Hemp's new role in Western District

Hemp as food: A group of Derrinallum farmers is on the front line of the emerging industry growing low THC hemp for human consumption. They are producing hemp seed for a high fibre protein food and cooking oil.
Hemp as food: A group of Derrinallum farmers is on the front line of the emerging industry growing low THC hemp for human consumption. They are producing hemp seed for a high fibre protein food and cooking oil.

A group of Derrinallum farmers is already well advanced to take advantage of legislation expected to come into effect in November that will approve the sale of low THC hemp seed for foods and other products..

The group established Australian Primary Hemp (APH) a year ago after years of research and has already grown a trial 44 hectare crop.

This year the company will plant 90 hectares at Derrinallum and is seeking more growers to boost the harvest from the Western District to about 300 hectares.

He said the hemp could be planted in late October in the Western District but APH was looking at staggering plantings to spread its supply time.
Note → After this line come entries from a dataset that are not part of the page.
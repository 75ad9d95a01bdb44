//! DOM Node
//!
//! Nodes link to each other by `NodeId` rather than by pointer, so the
//! whole tree lives in one `Vec` and detached subtrees simply stay in
//! the arena.

use crate::NodeId;

/// DOM Node - Core structure
#[derive(Debug)]
pub struct Node {
    /// Parent node (NONE if detached or the document)
    pub parent: NodeId,
    /// First child
    pub first_child: NodeId,
    /// Last child (for O(1) append)
    pub last_child: NodeId,
    /// Previous sibling
    pub prev_sibling: NodeId,
    /// Next sibling
    pub next_sibling: NodeId,
    /// Node-specific data
    pub data: NodeData,
}

impl Node {
    fn unlinked(data: NodeData) -> Self {
        Self {
            parent: NodeId::NONE,
            first_child: NodeId::NONE,
            last_child: NodeId::NONE,
            prev_sibling: NodeId::NONE,
            next_sibling: NodeId::NONE,
            data,
        }
    }

    /// Create a new element node
    pub fn element(tag: &str) -> Self {
        Self::unlinked(NodeData::Element(ElementData::new(tag)))
    }

    /// Create a new text node
    pub fn text(content: String) -> Self {
        Self::unlinked(NodeData::Text(TextData { content }))
    }

    /// Create a new comment node
    pub fn comment(content: String) -> Self {
        Self::unlinked(NodeData::Comment(content))
    }

    /// Create a document node
    pub fn document() -> Self {
        Self::unlinked(NodeData::Document)
    }

    /// Check if this is an element
    #[inline]
    pub fn is_element(&self) -> bool {
        matches!(self.data, NodeData::Element(_))
    }

    /// Check if this is text
    #[inline]
    pub fn is_text(&self) -> bool {
        matches!(self.data, NodeData::Text(_))
    }

    /// Check if this is the document node
    #[inline]
    pub fn is_document(&self) -> bool {
        matches!(self.data, NodeData::Document)
    }

    /// Get element data if this is an element
    #[inline]
    pub fn as_element(&self) -> Option<&ElementData> {
        match &self.data {
            NodeData::Element(e) => Some(e),
            _ => None,
        }
    }

    /// Get mutable element data
    #[inline]
    pub fn as_element_mut(&mut self) -> Option<&mut ElementData> {
        match &mut self.data {
            NodeData::Element(e) => Some(e),
            _ => None,
        }
    }

    /// Get text content if this is a text node
    #[inline]
    pub fn as_text(&self) -> Option<&str> {
        match &self.data {
            NodeData::Text(t) => Some(&t.content),
            _ => None,
        }
    }
}

/// Node-specific data
#[derive(Debug)]
pub enum NodeData {
    /// Document root
    Document,
    /// DOCTYPE
    Doctype { name: String },
    /// Element
    Element(ElementData),
    /// Text content
    Text(TextData),
    /// Comment
    Comment(String),
}

/// Element-specific data
#[derive(Debug, Clone)]
pub struct ElementData {
    /// Lowercased tag name
    pub tag: String,
    /// Attributes in source order
    pub attrs: Vec<Attribute>,
}

impl ElementData {
    pub fn new(tag: &str) -> Self {
        Self {
            tag: tag.to_ascii_lowercase(),
            attrs: Vec::new(),
        }
    }

    /// Get an attribute value
    pub fn get_attr(&self, name: &str) -> Option<&str> {
        self.attrs
            .iter()
            .find(|a| a.name == name)
            .map(|a| a.value.as_str())
    }

    /// Set an attribute, keeping its position if it already exists
    pub fn set_attr(&mut self, name: &str, value: String) {
        let name = name.to_ascii_lowercase();
        if let Some(attr) = self.attrs.iter_mut().find(|a| a.name == name) {
            attr.value = value;
            return;
        }
        self.attrs.push(Attribute { name, value });
    }

    /// Remove an attribute, returning its previous value
    pub fn remove_attr(&mut self, name: &str) -> Option<String> {
        let pos = self.attrs.iter().position(|a| a.name == name)?;
        Some(self.attrs.remove(pos).value)
    }

    /// Element id, if any
    pub fn id(&self) -> Option<&str> {
        self.get_attr("id")
    }

    /// Iterate class tokens
    pub fn classes(&self) -> impl Iterator<Item = &str> {
        self.get_attr("class").unwrap_or("").split_whitespace()
    }
}

/// Text node data
#[derive(Debug)]
pub struct TextData {
    pub content: String,
}

/// Attribute
#[derive(Debug, Clone, PartialEq, Eq)]
pub struct Attribute {
    pub name: String,
    pub value: String,
}
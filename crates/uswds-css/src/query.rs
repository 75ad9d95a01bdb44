//! Query helpers over `DomTree`

use crate::{SelectorError, SelectorList};
use uswds_dom::{DomTree, NodeId};

/// `querySelector`-style lookups
pub trait ElementQuery {
    /// First descendant of `root` matching `selector`, in document order
    fn query_selector(&self, root: NodeId, selector: &SelectorList) -> Option<NodeId>;

    /// All descendants of `root` matching `selector`, in document order.
    /// `root` itself is never included.
    fn query_selector_all(&self, root: NodeId, selector: &SelectorList) -> Vec<NodeId>;

    /// Nearest inclusive ancestor element matching `selector`
    fn closest(&self, node: NodeId, selector: &SelectorList) -> Option<NodeId>;

    /// Check if `node` is an element matching `selector`
    fn matches(&self, node: NodeId, selector: &SelectorList) -> bool;

    /// Descendant elements carrying every class in `names`
    fn get_elements_by_class_name(&self, root: NodeId, names: &str) -> Vec<NodeId>;

    /// Parse `selector` and run `query_selector_all`
    fn select_all(&self, root: NodeId, selector: &str) -> Result<Vec<NodeId>, SelectorError> {
        let list = SelectorList::parse(selector)?;
        Ok(self.query_selector_all(root, &list))
    }
}

impl ElementQuery for DomTree {
    fn query_selector(&self, root: NodeId, selector: &SelectorList) -> Option<NodeId> {
        self.descendants(root)
            .into_iter()
            .find(|&n| selector.matches(self, n))
    }

    fn query_selector_all(&self, root: NodeId, selector: &SelectorList) -> Vec<NodeId> {
        self.descendants(root)
            .into_iter()
            .filter(|&n| selector.matches(self, n))
            .collect()
    }

    fn closest(&self, node: NodeId, selector: &SelectorList) -> Option<NodeId> {
        std::iter::once(node)
            .chain(self.ancestors(node))
            .take_while(|&n| self.is_element(n))
            .find(|&n| selector.matches(self, n))
    }

    fn matches(&self, node: NodeId, selector: &SelectorList) -> bool {
        selector.matches(self, node)
    }

    fn get_elements_by_class_name(&self, root: NodeId, names: &str) -> Vec<NodeId> {
        let wanted: Vec<&str> = names.split_whitespace().collect();
        if wanted.is_empty() {
            return Vec::new();
        }
        self.descendants(root)
            .into_iter()
            .filter(|&n| wanted.iter().all(|class| self.has_class(n, class)))
            .collect()
    }
}
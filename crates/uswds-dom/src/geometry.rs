//! Geometry APIs
//!
//! DOMRect plus the host-provided layout boxes used by
//! `Document::bounding_client_rect`.

/// DOMRect - rectangle geometry
#[derive(Debug, Clone, Copy, Default, PartialEq)]
pub struct DOMRect {
    pub x: f64,
    pub y: f64,
    pub width: f64,
    pub height: f64,
}

impl DOMRect {
    /// Create empty rect
    pub fn new() -> Self {
        Self::default()
    }

    /// Create with dimensions
    pub fn from_xywh(x: f64, y: f64, width: f64, height: f64) -> Self {
        Self { x, y, width, height }
    }

    /// Top edge (same as y)
    pub fn top(&self) -> f64 {
        self.y
    }

    /// Right edge
    pub fn right(&self) -> f64 {
        self.x + self.width
    }

    /// Bottom edge
    pub fn bottom(&self) -> f64 {
        self.y + self.height
    }

    /// Left edge (same as x)
    pub fn left(&self) -> f64 {
        self.x
    }

    /// Horizontal center
    pub fn center_x(&self) -> f64 {
        self.x + self.width / 2.0
    }

    /// Vertical center
    pub fn center_y(&self) -> f64 {
        self.y + self.height / 2.0
    }

    /// Check if point is inside
    pub fn contains_point(&self, x: f64, y: f64) -> bool {
        x >= self.x && x <= self.right() && y >= self.y && y <= self.bottom()
    }

    /// Check if `other` lies entirely within this rect
    pub fn contains_rect(&self, other: &DOMRect) -> bool {
        other.x >= self.x
            && other.y >= self.y
            && other.right() <= self.right()
            && other.bottom() <= self.bottom()
    }

    /// Check if rects intersect
    pub fn intersects(&self, other: &DOMRect) -> bool {
        !(self.right() < other.x
            || self.x > other.right()
            || self.bottom() < other.y
            || self.y > other.bottom())
    }
}

#[cfg(test)]
mod tests {
    use super::*;

    #[test]
    fn test_dom_rect() {
        let rect = DOMRect::from_xywh(10.0, 20.0, 100.0, 50.0);

        assert_eq!(rect.top(), 20.0);
        assert_eq!(rect.right(), 110.0);
        assert_eq!(rect.bottom(), 70.0);
        assert_eq!(rect.left(), 10.0);
        assert_eq!(rect.center_x(), 60.0);
        assert_eq!(rect.center_y(), 45.0);
    }

    #[test]
    fn test_contains_rect() {
        let viewport = DOMRect::from_xywh(0.0, 0.0, 800.0, 600.0);

        assert!(viewport.contains_rect(&DOMRect::from_xywh(10.0, 10.0, 100.0, 20.0)));
        assert!(!viewport.contains_rect(&DOMRect::from_xywh(-5.0, 10.0, 100.0, 20.0)));
        assert!(!viewport.contains_rect(&DOMRect::from_xywh(750.0, 10.0, 100.0, 20.0)));
    }

    #[test]
    fn test_intersects() {
        let rect1 = DOMRect::from_xywh(0.0, 0.0, 100.0, 100.0);
        let rect2 = DOMRect::from_xywh(50.0, 50.0, 100.0, 100.0);
        let rect3 = DOMRect::from_xywh(200.0, 200.0, 50.0, 50.0);

        assert!(rect1.intersects(&rect2));
        assert!(!rect1.intersects(&rect3));
    }
}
The group, which includes James Hood, Charlie and Alexandra Mann and Skye Patterson, got interested in growing industrial hemp, which has no drug effects, when they were looking at producing alternative sources of protein.

Mr Hood said this year’s legislation would end 80 years of prohibition against the human consumption of food grade hemp in Australia that had left it lagging behind many international competitors.

Growers in Australia will need to be licensed to grow the crop that is only allowed be have a maximum tetrahydrocannabinol (THC) level of .0.35 per cent to be sold.

Mr Hood said there were thousands of uses for industrial hemp but the group had focused on growing hemp for seed rather than fibre because hemp seed could be harvested with conventional headers.

High fibre hemp protein was a “super food,” high in a good balance of omega three and six fatty acids, and enjoyed strong international demand, he said.

APH also produces hemp oil, used for cooking. 

Domestic demand was expected to rise significantly as the product became better known following its imminent approval for human consumption in Australia, Mr Hood said.

APH is currently one of only about five growers of low THC hemp in Victoria and this year hopes to harvest about 300 tonnes of Finola variety seed.

It has used an external operator to process its seed but is presently building its own processing facility in Geelong in a further commitment to the emerging industry.